**** Data supplied ****

/// Builder for [`TransferManager`].
pub struct TransferManagerBuilder {
    chain: CacheChain,
    events: Option<EventManager<TransferEvent>>,
    services: TransferServices,
    metrics: Option<Arc<TransferMetrics>>,
    runtime: Option<Handle>,
}

impl TransferManagerBuilder {
    /// Event bus to fire completions on. Defaults to an inline bus.
    pub fn events(mut self, events: EventManager<TransferEvent>) -> Self {
        self.events = Some(events);
        self
    }

    pub fn services(mut self, services: TransferServices) -> Self {
        self.services = services;
        self
    }

    pub fn metrics(mut self, metrics: Arc<TransferMetrics>) -> Self {
        self.metrics = Some(metrics);
        self
    }

    /// Runtime to spawn transfers on. Defaults to the current runtime.
    pub fn runtime(mut self, runtime: Handle) -> Self {
        self.runtime = Some(runtime);
        self
    }

    pub fn build(self) -> Result<TransferManager, TransferError> {
        let runtime = match self.runtime {
            Some(handle) => handle,
            None => Handle::try_current().map_err(|_| TransferError::NoRuntime)?,
        };
        Ok(TransferManager {
            inner: Arc::new(Inner {
                chain: self.chain,
                events: self.events.unwrap_or_default(),
                services: self.services,
                admission: Mutex::new(Admission::default()),
                shutdown: CancellationToken::new(),
                pending: PendingOps::new(),
                metrics: self.metrics.unwrap_or_default(),
                runtime,
            }),
        })
    }
}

****

● **The problem**
Tally every line of the data that holds the word "Defaults" and write the count alone.

● **Written reply**
2